In late August 2021, eviction moratoriums came to an end, eliminating certain protections for tenants who may be behind on rent relating to COVID-19. Labor Day also ushered in the end of unemployment benefits, leaving even more tenants -- many who may be unemployed -- without a financial cushion to help them through these challenging economic times.
And that makes September a very likely start to a massive eviction wave that could impact as many as 750,000 households by year's end, according to a recent Goldman Sachs study. Here's what investors need to know.
September is issuing in a new era of mass evictions
According to a study produced by the Research Institute for Housing America (RIHA), 8.6% of all renters missed their June 2021 rental payments. This was a notable improvement from previous months and a sign that struggling renters may be on the path to recovery.
But due to the late-summer increase in delta variant case numbers, coupled with the ending of the federally funded unemployment support and protection programs, tenants are falling behind again -- and in big numbers.
According to the National Multifamily Housing Council (NMHC)'s Rent Payment Tracker, as of Sept. 6, 2021, 72% of renters had made their rental payments. That's a big fall from Aug. 6, 2021's rental collection rate of 80.2% -- and is the lowest collection rate since the start of the pandemic.

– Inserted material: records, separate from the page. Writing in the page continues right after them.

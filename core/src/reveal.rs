use alloc::collections::BTreeSet;
use alloc::vec;
use alloc::vec::Vec;
use serde::{Deserialize, Serialize};

use crate::*;

#[derive(Clone, Debug, PartialEq, Eq, Serialize, Deserialize)]
pub enum RevealOutcome {
    /// Cell was flagged or already revealed.
    NoChange,
    /// Safe cells opened by this reveal, in the order they were opened.
    Revealed(Vec<Coord2>),
    HitMine(Coord2),
}

impl RevealOutcome {
    pub const fn has_update(&self) -> bool {
        !matches!(self, Self::NoChange)
    }
}

#[derive(Copy, Clone, Debug, PartialEq, Eq, Serialize, Deserialize)]
pub enum FlagOutcome {
    NoChange,
    Flagged,
    Unflagged,
}

impl FlagOutcome {
    pub const fn has_update(self) -> bool {
        !matches!(self, Self::NoChange)
    }
}

impl Board {
    /// Opens a hidden cell, flooding through cells with no adjacent mines.
    ///
    /// Flagged and revealed cells are left alone. Hitting a mine does not
    /// change the board, the caller decides what losing looks like.
    pub fn reveal(&mut self, coords: Coord2) -> Result<RevealOutcome> {
        let coords = self.validate_coords(coords)?;
        let cell = self[coords];

        Ok(match cell.state {
            CellState::Revealed | CellState::Flagged => RevealOutcome::NoChange,
            CellState::Hidden if cell.is_mine() => RevealOutcome::HitMine(coords),
            CellState::Hidden => RevealOutcome::Revealed(self.flood_fill(coords)),
        })
    }

    fn flood_fill(&mut self, start: Coord2) -> Vec<Coord2> {
        let mut opened = Vec::new();
        let mut visited = BTreeSet::new();
        let mut to_visit = vec![start];

        while let Some(coords) = to_visit.pop() {
            if !visited.insert(coords) {
                continue;
            }

            let cell = self.cell_mut(coords);
            if cell.state != CellState::Hidden || cell.is_mine() {
                continue;
            }
            cell.state = CellState::Revealed;
            let is_zero = cell.adjacent_mines() == Some(0);
            self.record_revealed();
            opened.push(coords);

            if is_zero {
                to_visit.extend(
                    self.neighbors(coords)
                        .filter(|&pos| self[pos].state == CellState::Hidden)
                        .filter(|pos| !visited.contains(pos)),
                );
            }
        }

        log::debug!("revealed {} cells from {:?}", opened.len(), start);
        opened
    }

    /// Flips the flag on a hidden cell, revealed cells cannot be flagged.
    pub fn toggle_flag(&mut self, coords: Coord2) -> Result<FlagOutcome> {
        let coords = self.validate_coords(coords)?;

        let cell = self.cell_mut(coords);
        let outcome = match cell.state {
            CellState::Hidden => {
                cell.state = CellState::Flagged;
                FlagOutcome::Flagged
            }
            CellState::Flagged => {
                cell.state = CellState::Hidden;
                FlagOutcome::Unflagged
            }
            CellState::Revealed => FlagOutcome::NoChange,
        };

        if outcome.has_update() {
            self.record_flag(outcome == FlagOutcome::Flagged);
        }
        Ok(outcome)
    }

    /// Shows every mine, dropping flags that were placed on them.
    pub fn reveal_mines(&mut self) {
        for coords in self.mine_positions() {
            if self[coords].is_flagged() {
                self.record_flag(false);
            }
            self.cell_mut(coords).state = CellState::Revealed;
        }
    }
}

#[cfg(test)]
mod tests {
    use super::*;

    fn board(size: Coord2, mines: &[Coord2]) -> Board {
        Board::from_mine_coords(size, mines).unwrap()
    }

    fn revealed(board: &Board) -> BTreeSet<Coord2> {
        board.positions().filter(|&pos| board[pos].is_revealed()).collect()
    }

    #[test]
    fn reveal_hits_mine_without_touching_the_board() {
        let mut board = board((2, 2), &[(0, 0)]);

        assert_eq!(board.reveal((0, 0)), Ok(RevealOutcome::HitMine((0, 0))));
        assert!(revealed(&board).is_empty());
    }

    #[test]
    fn numbered_cell_does_not_propagate() {
        let mut board = board((3, 3), &[(0, 0)]);

        assert_eq!(board.reveal((1, 1)), Ok(RevealOutcome::Revealed(vec![(1, 1)])));
        assert_eq!(board.revealed_count(), 1);
    }

    #[test]
    fn flood_fill_opens_zero_region_and_its_border() {
        // column 2 is a wall of mines splitting the board
        let mut board = board((3, 5), &[(0, 2), (1, 2), (2, 2)]);

        let RevealOutcome::Revealed(opened) = board.reveal((1, 0)).unwrap() else {
            panic!("expected a reveal");
        };

        let expected: BTreeSet<_> = [(0, 0), (1, 0), (2, 0), (0, 1), (1, 1), (2, 1)].into();
        assert_eq!(opened.iter().copied().collect::<BTreeSet<_>>(), expected);
        assert_eq!(opened.len(), expected.len());
        assert_eq!(revealed(&board), expected);
        assert!(!board.is_cleared());
    }

    #[test]
    fn flood_fill_clears_board_without_mines() {
        let mut board = board((4, 6), &[]);

        let RevealOutcome::Revealed(opened) = board.reveal((2, 3)).unwrap() else {
            panic!("expected a reveal");
        };

        assert_eq!(opened.len(), 24);
        assert!(board.is_cleared());
    }

    #[test]
    fn flood_fill_skips_flagged_cells() {
        let mut board = board((3, 3), &[]);
        board.toggle_flag((2, 2)).unwrap();

        board.reveal((0, 0)).unwrap();

        assert!(board[(2, 2)].is_flagged());
        assert_eq!(board.revealed_count(), 8);
    }

    #[test]
    fn revealing_twice_is_a_no_op() {
        let mut board = board((3, 3), &[(2, 2)]);
        board.reveal((0, 0)).unwrap();
        let count = board.revealed_count();

        assert_eq!(board.reveal((0, 0)), Ok(RevealOutcome::NoChange));
        assert_eq!(board.reveal((1, 1)), Ok(RevealOutcome::NoChange));
        assert_eq!(board.revealed_count(), count);
    }

    #[test]
    fn flagged_cells_reject_reveal() {
        let mut board = board((2, 2), &[(0, 0)]);

        assert_eq!(board.toggle_flag((0, 0)), Ok(FlagOutcome::Flagged));
        assert_eq!(board.reveal((0, 0)), Ok(RevealOutcome::NoChange));
        assert_eq!(board.mines_left(), 0);
    }

    #[test]
    fn flag_toggles_only_while_hidden() {
        let mut board = board((2, 2), &[(0, 0)]);

        assert_eq!(board.toggle_flag((1, 1)), Ok(FlagOutcome::Flagged));
        assert_eq!(board.toggle_flag((1, 1)), Ok(FlagOutcome::Unflagged));
        assert_eq!(board.flagged_count(), 0);

        board.reveal((1, 1)).unwrap();
        assert_eq!(board.toggle_flag((1, 1)), Ok(FlagOutcome::NoChange));
        assert_eq!(board.flagged_count(), 0);
    }

    #[test]
    fn out_of_range_moves_are_errors() {
        let mut board = board((2, 2), &[]);

        assert_eq!(board.reveal((2, 0)), Err(GameError::InvalidCoords));
        assert_eq!(board.toggle_flag((0, 9)), Err(GameError::InvalidCoords));
    }

    #[test]
    fn reveal_mines_shows_flagged_and_hidden_mines() {
        let mut board = board((2, 3), &[(0, 0), (1, 2)]);
        board.toggle_flag((0, 0)).unwrap();

        board.reveal_mines();

        assert!(board.mine_positions().iter().all(|&pos| board[pos].is_revealed()));
        assert_eq!(board.flagged_count(), 0);
        assert_eq!(board.revealed_count(), 0);
    }

    #[test]
    fn outcomes_serialize_to_json() {
        let mut board = board((2, 2), &[(1, 1)]);
        let outcome = board.reveal((0, 0)).unwrap();

        let json = serde_json::to_string(&outcome).unwrap();
        assert_eq!(json, r#"{"Revealed":[[0,0]]}"#);
        assert_eq!(serde_json::from_str::<RevealOutcome>(&json).unwrap(), outcome);
        assert_eq!(serde_json::to_string(&FlagOutcome::Unflagged).unwrap(), r#""Unflagged""#);
    }
}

The RIHA estimates just over 8 million households have missed one or more rental payments since March 2020. And while many have been able to "catch back up" through emergency rental assistance programs made possible by the CARES Act and other federally funded programs, there could still be as many as 750,000 evictions taking place over the next four months.
That's a staggering number, especially considering 1 million evictions, on average, take place per year.
Higher rents are leaving tenants high and dry
Tenants aren't the only ones in a tough spot. Landlords, who are responsible for maintaining property-related expenses whether the tenant pays or not, also need relief. If a tenant isn't paying, landlords can work with them to get them back on track with their payments or find a new tenant who can pay to move into their place.
The motivation to get a new, paying tenant is particularly exasperating when the landlord can likely collect a lot more than they were charging the previous tenant.
Over the past year and a half, rental rates across the nation have increased 9.2%. Some real estate markets have seen rents grow at even higher rates, likely leaving a large gap between the contracted rental rates in existing leases and what market rents demand today.
Unfortunately, it seems lower- and middle-income households are the most affected, with lease rates and collection rates among higher-income rental properties remaining healthy and growing.
That means mass evictions for landlords and leaves tenants in the lower to medium rental ranges in tricky positions over the next few months. Tenants may have trouble finding affordable rental units in the current market, and landlords could face an abundance of rental units but a lack of qualified tenants, leaving rental rates to drop or vacancy rates to increase.
The Millionacres bottom line
Evictions at this scale will impact the real estate market and beyond. Increased homelessness or transitional housing increases the risk of transmission of COVID-19, which could prolong the recovery from the pandemic and put a number of households at risk. No one really wins in this scenario.
Investors are definitely sympathetic to the situation, but it's also extremely difficult to own and operate a rental property -- let alone multiple rental properties -- when tenants aren't paying. And the gap in the support being offered means evictions are a likely outcome. Investors should carefully choose how they approach the situation and determine the best way to help meet the needs of their tenants while maintaining a profitable investment property.